Garett Jones - Do Immigrants Import Their Economic Destiny?
🧭 Thesis: migrants transmit norms and institutional preferences; short-run effects are modest, but over decades they can tilt governance and prosperity.
🧬 Deep Roots (SAT): migration-adjusted States, Agriculture, Technology scores predict today’s institutions, people carry advantages more than places do. For example:
Australia has quite a low ancestral technology score: Aboriginal Australians used little of the world’s cutting edge technology in 1500 A.D. But since Australia is now overwhelmingly populated by the descendants of British migrants, Australia’s migration-adjusted technology score is currently quite high.
🧪 Attitudes travel: inherited trust, redistribution preferences, and familism persist; low trust in government leads to demand for regulation; putting family above moral action (“familism”) lowers civic participation and innovation.
📊 New Voters = New Policies: enfranchisement evidence shows policy moves with new voters (e.g., social spending out of GDP increased by 0.6-1.2% in the short-run as a consequence of women’s suffrage, while the long-run effect is three to eight times larger).
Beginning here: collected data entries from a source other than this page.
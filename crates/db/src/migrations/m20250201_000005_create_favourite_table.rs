//! Create favourite table migration.

use sea_orm_migration::prelude::*;

#[derive(DeriveMigrationName)]
pub struct Migration;

#[async_trait::async_trait]
impl MigrationTrait for Migration {
    async fn up(&self, manager: &SchemaManager) -> Result<(), DbErr> {
        manager
            .create_table(
                Table::create()
                    .table(Favourite::Table)
                    .if_not_exists()
                    .col(
                        ColumnDef::new(Favourite::Id)
                            .string_len(32)
                            .not_null()
                            .primary_key(),
                    )
                    .col(
                        ColumnDef::new(Favourite::SubscriberId)
                            .string_len(32)
                            .not_null(),
                    )
                    .col(
                        ColumnDef::new(Favourite::SubscribedToId)
                            .string_len(32)
                            .not_null(),
                    )
                    .col(
                        ColumnDef::new(Favourite::CreatedAt)
                            .timestamp_with_time_zone()
                            .not_null()
                            .default(Expr::current_timestamp()),
                    )
                    .foreign_key(
                        ForeignKey::create()
                            .name("fk_favourite_subscriber")
                            .from(Favourite::Table, Favourite::SubscriberId)
                            .to(User::Table, User::Id)
                            .on_delete(ForeignKeyAction::Cascade),
                    )
                    .foreign_key(
                        ForeignKey::create()
                            .name("fk_favourite_subscribed_to")
                            .from(Favourite::Table, Favourite::SubscribedToId)
                            .to(User::Table, User::Id)
                            .on_delete(ForeignKeyAction::Cascade),
                    )
                    .to_owned(),
            )
            .await?;

        // One subscription per (subscriber, subscribed_to) pair
        manager
            .create_index(
                Index::create()
                    .name("idx_favourite_pair")
                    .table(Favourite::Table)
                    .col(Favourite::SubscriberId)
                    .col(Favourite::SubscribedToId)
                    .unique()
                    .to_owned(),
            )
            .await?;

        manager
            .create_index(
                Index::create()
                    .name("idx_favourite_subscribed_to")
                    .table(Favourite::Table)
                    .col(Favourite::SubscribedToId)
                    .to_owned(),
            )
            .await?;

        Ok(())
    }

    async fn down(&self, manager: &SchemaManager) -> Result<(), DbErr> {
        manager
            .drop_table(Table::drop().table(Favourite::Table).to_owned())
            .await
    }
}

#[derive(Iden)]
enum Favourite {
    Table,
    Id,
    SubscriberId,
    SubscribedToId,
    CreatedAt,
}

#[derive(Iden)]
enum User {
    Table,
    Id,
}
//! API response types.

use axum::{
    http::StatusCode,
    response::{IntoResponse, Response},
    Json,
};
use serde::Serialize;

/// Standard API response wrapper.
#[derive(Debug, Serialize)]
pub struct ApiResponse<T: Serialize> {
    #[serde(skip_serializing_if = "Option::is_none")]
    pub data: Option<T>,
    #[serde(skip_serializing_if = "Option::is_none")]
    pub error: Option<ApiError>,
}

/// API error response.
#[derive(Debug, Serialize)]
pub struct ApiError {
    pub code: String,
    pub message: String,
}

impl<T: Serialize> ApiResponse<T> {
    /// Create a success response.
    pub const fn ok(data: T) -> Self {
        Self {
            data: Some(data),
            error: None,
        }
    }

    /// Create an error response.
    pub fn err(code: impl Into<String>, message: impl Into<String>) -> ApiResponse<()> {
        ApiResponse {
            data: None,
            error: Some(ApiError {
                code: code.into(),
                message: message.into(),
            }),
        }
    }
}

impl<T: Serialize> IntoResponse for ApiResponse<T> {
    fn into_response(self) -> Response {
        let status = if self.error.is_some() {
            StatusCode::BAD_REQUEST
        } else {
            StatusCode::OK
        };
        (status, Json(self)).into_response()
    }
}

/// Empty success response.
#[must_use]
pub fn ok() -> impl IntoResponse {
    StatusCode::NO_CONTENT
}

/// One page of a listing, with the total match count.
#[derive(Debug, Serialize)]
#[serde(rename_all = "camelCase")]
pub struct Page<T: Serialize> {
    pub items: Vec<T>,
    pub total: u64,
}
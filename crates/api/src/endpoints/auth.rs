//! Authentication endpoints.

use axum::{extract::State, routing::post, Json, Router};
use arcana_common::AppResult;
use arcana_core::CreateUserInput;
use serde::{Deserialize, Serialize};

use crate::{
    extractors::AuthUser,
    middleware::AppState,
    response::{ok, ApiResponse},
};

use super::users::AccountResponse;

/// Login request.
#[derive(Debug, Deserialize)]
#[serde(rename_all = "camelCase")]
pub struct LoginRequest {
    pub email: String,
    pub password: String,
}

/// Email verification request.
#[derive(Debug, Deserialize)]
#[serde(rename_all = "camelCase")]
pub struct VerifyEmailRequest {
    pub token: String,
}

/// Password reset request.
#[derive(Debug, Deserialize)]
#[serde(rename_all = "camelCase")]
pub struct PasswordResetRequest {
    pub email: String,
}

/// Password reset confirmation.
#[derive(Debug, Deserialize)]
#[serde(rename_all = "camelCase")]
pub struct PasswordResetConfirmRequest {
    pub token: String,
    pub new_password: String,
}

/// Authentication response: account plus bearer token.
#[derive(Debug, Serialize)]
#[serde(rename_all = "camelCase")]
pub struct AuthResponse {
    pub token: String,
    pub user: AccountResponse,
}

/// Register a new account.
async fn register(
    State(state): State<AppState>,
    Json(input): Json<CreateUserInput>,
) -> AppResult<ApiResponse<AuthResponse>> {
    let (user, token) = state.user_service.register(input).await?;
    Ok(ApiResponse::ok(AuthResponse {
        token,
        user: user.into(),
    }))
}

/// Log in with email and password.
async fn login(
    State(state): State<AppState>,
    Json(req): Json<LoginRequest>,
) -> AppResult<ApiResponse<AuthResponse>> {
    let (user, token) = state
        .user_service
        .authenticate(&req.email, &req.password)
        .await?;
    Ok(ApiResponse::ok(AuthResponse {
        token,
        user: user.into(),
    }))
}

/// Log out, invalidating the bearer token.
async fn logout(
    AuthUser(user): AuthUser,
    State(state): State<AppState>,
) -> AppResult<impl axum::response::IntoResponse> {
    state.user_service.logout(&user.id).await?;
    Ok(ok())
}

/// Confirm an email address.
async fn verify_email(
    State(state): State<AppState>,
    Json(req): Json<VerifyEmailRequest>,
) -> AppResult<ApiResponse<AccountResponse>> {
    let user = state.user_service.verify_email(&req.token).await?;
    Ok(ApiResponse::ok(user.into()))
}

/// Start a password reset.
async fn request_password_reset(
    State(state): State<AppState>,
    Json(req): Json<PasswordResetRequest>,
) -> AppResult<impl axum::response::IntoResponse> {
    state.user_service.request_password_reset(&req.email).await?;
    Ok(ok())
}

/// Complete a password reset.
async fn confirm_password_reset(
    State(state): State<AppState>,
    Json(req): Json<PasswordResetConfirmRequest>,
) -> AppResult<impl axum::response::IntoResponse> {
    state
        .user_service
        .reset_password(&req.token, &req.new_password)
        .await?;
    Ok(ok())
}

pub fn router() -> Router<AppState> {
    Router::new()
        .route("/register", post(register))
        .route("/login", post(login))
        .route("/logout", post(logout))
        .route("/verify-email", post(verify_email))
        .route("/password-reset", post(request_password_reset))
        .route("/password-reset/confirm", post(confirm_password_reset))
}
🌏 Diaspora case: higher post-1500 Chinese migration shares in Asia correlate with greater economic freedom (Singapore/HK/Taiwan ≫ Laos/Myanmar), hinting at peaceful institutional drift.
🧭 Policy read: assimilation is two-way and exceptions exist, but if you must bet, high-SAT inflows are likelier to nudge institutions towards markets, liberalism, and prosperity over time.
🔗 Do Immigrants Import Their Economic Destiny? – burchellwilson.substack.com
B. Hauth - the legibility bottleneck
🧩 Core bottleneck in making more innovative companies: According to the author, it’s not capital, engineers, or ideas - it’s investors’ inability to see genuine hard-tech competence, so they over-rely on brittle proxies (degrees, papers, PR).
🎓 Credential decay: once a number becomes the target, people game it; the metric stops reflecting substance (Goodhart’s Law in plain English).
🧑🚀 The Musk workaround: rare founders self-learn enough to do first-principles vetting and cull fools; the scarce role is the illegibility interpreter between deep tech and money.
🏛️ Market symptoms: credential inflation, “experience-only” funnels, ageism, drawn-out hiring, and H-1B usage for cost/control/count/caste, are signals of evaluation failure, not real talent scarcity.
🧱 Bottom line: the US lacks institutions that reliably make deep technical competence legible to capital; until that gap closes, innovation is throttled.
🔗 the legibility bottleneck – bhauth.com
David Chapman - How To Think Real Good
🧠 Core idea: effective reasoning is mostly about choosing and revising frames - not just using Bayes’ Theorem or any single formalism.
🧩 Formulation first: pick a vocabulary/level that makes the relevant distinctions and compresses complexity; formulations aren’t “true/false”, only useful.
🧪 Working heuristics: start with concrete examples; solve a simpler version first, then iterate.
🌐 Steal from everywhere: learn broad maths, plus anthropology/psychology/philosophy; cultivate a “bag of tricks” so you can spot which tool fits which problem.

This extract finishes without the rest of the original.